Sebelum perkara memuncak, tiba-tiba pintu ruang tamu terbuka, mengejutkan Jesse dan Nobert Châtillon seketika. Pemuda yang baru saja masuk jelas-jelas kerabatnya Châtillon. Dia berkulit kecoklatan yang sama dan berambut ikal. Matanya lebih lembut, meski mungkin hanya efek dari kacamata berbingkai perak di atas hidungnya yang mancung. Dia mengenakan kemeja kain abu-abu sederhana yang memiliki aura sial karena membuat penampilan pemuda itu terlihat agak polos.

"Maaf, Kakak," katanya, membenarkan tebakan Jesse. "Saya pikir barangkali kau dan tamu wanitamu butuh penyegar suasana?" Di tangannya ada nampan perak berisi beignet, roti goreng persegi renyah yang ditaburi gula, irisan merliton dengan semacam saus remoulade, dan irisan kecil coklat penuche.

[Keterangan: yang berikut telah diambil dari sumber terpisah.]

//! One change feed, many listeners.
//!
//! A `ChangeStreamMultiplexer` owns at most one underlying feed for its
//! collection. The feed is opened when the first listener arrives (or when
//! the multiplexer is pinned with [`keep_running`](ChangeStreamMultiplexer::keep_running))
//! and closed when the last listener leaves, unless pinned.
//!
//! Events are delivered in passes. After the events of a pass reach every
//! listener, each listener is asked to settle once, then told the pass is
//! over.

use crate::change::ChangeEvent;
use rejoin_core::Result;
use rejoin_storage::{ChangeFeed, RawChangeEvent, Storage, WatchOptions};
use std::cell::RefCell;
use std::rc::Rc;

/// Identifier of a listener within one multiplexer.
pub type ListenerId = u64;

/// Receiver of one collection's change events.
pub trait ChangeListener {
    /// Receives each normalized event together with its raw form.
    fn on_change(&self, event: &ChangeEvent, raw: &RawChangeEvent) -> Result<()>;

    /// Runs once per pump pass that delivered at least one event, after the
    /// last of them.
    fn on_settle(&self) -> Result<()> {
        Ok(())
    }

    /// Runs after every listener of the pass settled, even if one failed.
    fn on_pass_end(&self) {}
}

pub type Listener = Rc<dyn ChangeListener>;

/// Adapts a plain callback that needs no settle step.
struct FnListener<F>(F);

impl<F> ChangeListener for FnListener<F>
where
    F: Fn(&ChangeEvent, &RawChangeEvent) -> Result<()>,
{
    fn on_change(&self, event: &ChangeEvent, raw: &RawChangeEvent) -> Result<()> {
        (self.0)(event, raw)
    }
}

struct MultiplexerState {
    feed: Option<Box<dyn ChangeFeed>>,
    listeners: Vec<(ListenerId, Listener)>,
    keep_running: bool,
    next_id: ListenerId,
}

/// Fans one collection's change feed out to listeners.
pub struct ChangeStreamMultiplexer {
    collection: String,
    storage: Rc<dyn Storage>,
    max_events_per_pump: usize,
    state: RefCell<MultiplexerState>,
}

impl ChangeStreamMultiplexer {
    /// Creates an idle multiplexer.
    pub fn new(
        collection: impl Into<String>,
        storage: Rc<dyn Storage>,
        max_events_per_pump: usize,
    ) -> Self {
        Self {
            collection: collection.into(),
            storage,
            max_events_per_pump: max_events_per_pump.max(1),
            state: RefCell::new(MultiplexerState {
                feed: None,
                listeners: Vec::new(),
                keep_running: false,
                next_id: 1,
            }),
        }
    }

    #[inline]
    pub fn collection(&self) -> &str {
        &self.collection
    }

    /// Registers a callback, opening the feed if it is not running.
    pub fn add_listener<F>(&self, listener: F) -> Result<ListenerId>
    where
        F: Fn(&ChangeEvent, &RawChangeEvent) -> Result<()> + 'static,
    {
        self.attach(Rc::new(FnListener(listener)))
    }

    /// Registers a listener, opening the feed if it is not running.
    pub fn attach(&self, listener: Listener) -> Result<ListenerId> {
        self.ensure_running()?;
        let mut state = self.state.borrow_mut();
        let id = state.next_id;
        state.next_id += 1;
        state.listeners.push((id, listener));
        tracing::debug!(
            "Listener {} attached to {} ({} total)",
            id,
            self.collection,
            state.listeners.len()
        );
        Ok(id)
    }

    /// Unregisters a listener. The feed is closed when the last listener
    /// leaves and the multiplexer is not pinned.
    pub fn remove_listener(&self, id: ListenerId) -> Result<bool> {
        let should_close = {
            let mut state = self.state.borrow_mut();
            let before = state.listeners.len();
            state.listeners.retain(|(lid, _)| *lid != id);
            if state.listeners.len() == before {
                return Ok(false);
            }
            tracing::debug!("Listener {} detached from {}", id, self.collection);
            state.listeners.is_empty() && !state.keep_running
        };
        if should_close {
            self.close_feed()?;
        }
        Ok(true)
    }

    /// Pins the feed open regardless of listener count.
    pub fn keep_running(&self) -> Result<()> {
        self.state.borrow_mut().keep_running = true;
        self.ensure_running()
    }

    /// Returns true if the feed is pinned.
    pub fn is_keep_running(&self) -> bool {
        self.state.borrow().keep_running
    }

    /// Returns true if the underlying feed is open.
    pub fn is_running(&self) -> bool {
        self.state.borrow().feed.is_some()
    }

    /// Returns true if nothing keeps this multiplexer alive.
    pub fn is_idle(&self) -> bool {
        let state = self.state.borrow();
        state.listeners.is_empty() && !state.keep_running
    }

    pub fn listener_count(&self) -> usize {
        self.state.borrow().listeners.len()
    }

    fn has_listener(&self, id: ListenerId) -> bool {
        self.state
            .borrow()
            .listeners
            .iter()
            .any(|(lid, _)| *lid == id)
    }

    fn ensure_running(&self) -> Result<()> {
        if self.is_running() {
            return Ok(());
        }
        let feed = self
            .storage
            .watch(&self.collection, WatchOptions::update_lookup())?;
        self.state.borrow_mut().feed = Some(feed);
        tracing::debug!("Opened change stream on {}", self.collection);
        Ok(())
    }

    fn close_feed(&self) -> Result<()> {
        let feed = self.state.borrow_mut().feed.take();
        if let Some(mut feed) = feed {
            tracing::debug!("Closing change stream on {}", self.collection);
            feed.close()?;
        }
        Ok(())
    }

    /// Runs one pass: delivers up to `max_events_per_pump` queued events to
    /// the listeners, then settles them.
    ///
    /// Returns the number of raw events taken from the feed. An error from a
    /// listener stops delivery of that event to the remaining listeners and
    /// is returned as-is.
    pub fn pump(&self) -> Result<usize> {
        let mut taken = 0;
        let mut delivered = 0;
        while taken < self.max_events_per_pump {
            let raw = {
                let mut state = self.state.borrow_mut();
                match state.feed.as_mut() {
                    Some(feed) => feed.next_event()?,
                    None => break,
                }
            };
            let raw = match raw {
                Some(raw) => raw,
                None => break,
            };
            taken += 1;

            let event = match ChangeEvent::normalize(&self.collection, &raw)? {
                Some(event) => event,
                None => continue,
            };
            delivered += 1;
            for (id, listener) in self.snapshot() {
                // A listener may have been detached by an earlier one.
                if self.has_listener(id) {
                    listener.on_change(&event, &raw)?;
                }
            }
        }
        if delivered > 0 {
            self.settle()?;
        }
        Ok(taken)
    }

    fn snapshot(&self) -> Vec<(ListenerId, Listener)> {
        self.state.borrow().listeners.clone()
    }

    fn settle(&self) -> Result<()> {
        let listeners = self.snapshot();
        let mut result = Ok(());
        for (id, listener) in &listeners {
            if result.is_ok() && self.has_listener(*id) {
                result = listener.on_settle();
            }
        }
        for (_, listener) in &listeners {
            listener.on_pass_end();
        }
        result
    }

    /// Drops every listener, unpins and closes the feed.
    pub fn stop(&self) -> Result<()> {
        {
            let mut state = self.state.borrow_mut();
            state.listeners.clear();
            state.keep_running = false;
        }
        self.close_feed()
    }
}

#[cfg(test)]
mod tests {
    use super::*;
    use rejoin_core::Error;
    use rejoin_storage::MemoryStore;
    use serde_json::json;
    use std::cell::RefCell;

    fn setup() -> (Rc<MemoryStore>, ChangeStreamMultiplexer) {
        let store = Rc::new(MemoryStore::new());
        let mux = ChangeStreamMultiplexer::new("posts", store.clone(), 16);
        (store, mux)
    }

    #[test]
    fn test_feed_follows_listener_count() {
        let (store, mux) = setup();
        assert!(!mux.is_running());

        let first = mux.add_listener(|_, _| Ok(())).unwrap();
        let second = mux.add_listener(|_, _| Ok(())).unwrap();
        assert!(mux.is_running());
        assert_eq!(store.stats().feeds_opened, 1);

        assert!(mux.remove_listener(first).unwrap());
        assert!(mux.is_running());
        assert!(mux.remove_listener(second).unwrap());
        assert!(!mux.is_running());
        assert!(!mux.remove_listener(second).unwrap());
        assert_eq!(store.stats().feeds_closed, 1);
    }

    #[test]
    fn test_keep_running_survives_last_listener() {
        let (store, mux) = setup();
        mux.keep_running().unwrap();
        assert!(mux.is_running());

        let id = mux.add_listener(|_, _| Ok(())).unwrap();
        mux.remove_listener(id).unwrap();
        assert!(mux.is_running());
        assert!(!mux.is_idle());

        mux.stop().unwrap();
        assert!(!mux.is_running());
        assert_eq!(store.stats().feeds_closed, 1);
    }

    #[test]
    fn test_pump_fans_out_in_feed_order() {
        let (store, mux) = setup();
        let seen = Rc::new(RefCell::new(Vec::new()));
        for tag in ["a", "b"] {
            let seen = seen.clone();
            mux.add_listener(move |event, _| {
                seen.borrow_mut().push(format!("{}:{}:{}", tag, event.kind(), event.id()));
                Ok(())
            })
            .unwrap();
        }

        store.insert_value("posts", json!({"_id": "p1"})).unwrap();
        store.remove("posts", "p1").unwrap();
        assert_eq!(mux.pump().unwrap(), 2);
        assert_eq!(mux.pump().unwrap(), 0);

        assert_eq!(
            *seen.borrow(),
            vec!["a:added:p1", "b:added:p1", "a:removed:p1", "b:removed:p1"]
        );
    }

    struct Batching {
        log: Rc<RefCell<Vec<String>>>,
        name: &'static str,
    }

    impl ChangeListener for Batching {
        fn on_change(&self, event: &ChangeEvent, _raw: &RawChangeEvent) -> Result<()> {
            self.log
                .borrow_mut()
                .push(format!("{}:{}", self.name, event.id()));
            Ok(())
        }

        fn on_settle(&self) -> Result<()> {
            self.log.borrow_mut().push(format!("{}:settle", self.name));
            Ok(())
        }

        fn on_pass_end(&self) {
            self.log.borrow_mut().push(format!("{}:end", self.name));
        }
    }

    #[test]
    fn test_pass_settles_once_after_all_events() {
        let (store, mux) = setup();
        let log = Rc::new(RefCell::new(Vec::new()));
        for name in ["a", "b"] {
            mux.attach(Rc::new(Batching {
                log: log.clone(),
                name,
            }))
            .unwrap();
        }

        store.insert_value("posts", json!({"_id": "p1"})).unwrap();
        store.insert_value("posts", json!({"_id": "p2"})).unwrap();
        assert_eq!(mux.pump().unwrap(), 2);
        assert_eq!(
            *log.borrow(),
            vec![
                "a:p1", "b:p1", "a:p2", "b:p2", "a:settle", "b:settle", "a:end", "b:end"
            ]
        );

        log.borrow_mut().clear();
        assert_eq!(mux.pump().unwrap(), 0);
        assert!(log.borrow().is_empty());
    }

    #[test]
    fn test_pump_respects_event_cap() {
        let store = Rc::new(MemoryStore::new());
        let mux = ChangeStreamMultiplexer::new("posts", store.clone(), 2);
        mux.add_listener(|_, _| Ok(())).unwrap();
        for i in 0..5 {
            store.insert_value("posts", json!({"_id": format!("p{}", i)})).unwrap();
        }
        assert_eq!(mux.pump().unwrap(), 2);
        assert_eq!(mux.pump().unwrap(), 2);
        assert_eq!(mux.pump().unwrap(), 1);
    }

    #[test]
    fn test_listener_error_stops_dispatch() {
        let (store, mux) = setup();
        let later = Rc::new(RefCell::new(0));
        mux.add_listener(|_, _| Err(Error::invalid_state("boom"))).unwrap();
        let counter = later.clone();
        mux.add_listener(move |_, _| {
            *counter.borrow_mut() += 1;
            Ok(())
        })
        .unwrap();

        store.insert_value("posts", json!({"_id": "p1"})).unwrap();
        assert!(mux.pump().is_err());
        assert_eq!(*later.borrow(), 0);
    }

    #[test]
    fn test_replace_without_document_fails_loudly() {
        let (store, mux) = setup();
        mux.add_listener(|_, _| Ok(())).unwrap();
        store.inject_event("posts", RawChangeEvent::replace("p1", None));
        let err = mux.pump().unwrap_err();
        assert!(matches!(err, Error::MissingFullDocument { .. }));
    }
}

Nobert memucat dan benar-benar malu. "Ah—eh, ya, kau benar, terima kasih. Ah—" Sambil melirik Jesse, perasaan kesal sebelumnya seakan berjibaku dengan kewajiban untuk menjadi tuan rumah yang baik, dan sopan santun selalu menang. Dia segera  menenangkan diri. "Maafkan saya, Mademoiselle. Apakah Anda bersedia mencicipi  hidangan pencuci mulut, sebelum Anda pergi?" Bagian terakhir dari kalimat itu keluar lebih keras daripada yang lain.

Jesse menerima tawaran Nobert. "Ya, terima kasih." Dia segera bergerak untuk membantu pemuda itu. Saat Jesse memindahkan tas brokatnya, mata pemuda itu terkunci dengan sedikit tanda bahaya. Jesse merasa tidak enakan. Apakah dia sedang memperhatikan gagang belatiku? Mustahil! Pemuda ini terlihat sangat tenang. Saling bertukar pandangan telah  memicu insting penilaian instan di pikiran Jesse, si Châtillon yang satu ini, tampaknnya, sama sekali tidak buta atau terlalu berlebihan seperti sang Kakak.

Benar saja, ketika pemuda itu mengalihkan perhatian, Jesse merasakan sedikit tantangan yang bersembunyi di balik kacamata bundar dan senyumnya yang sangat menyenangkan.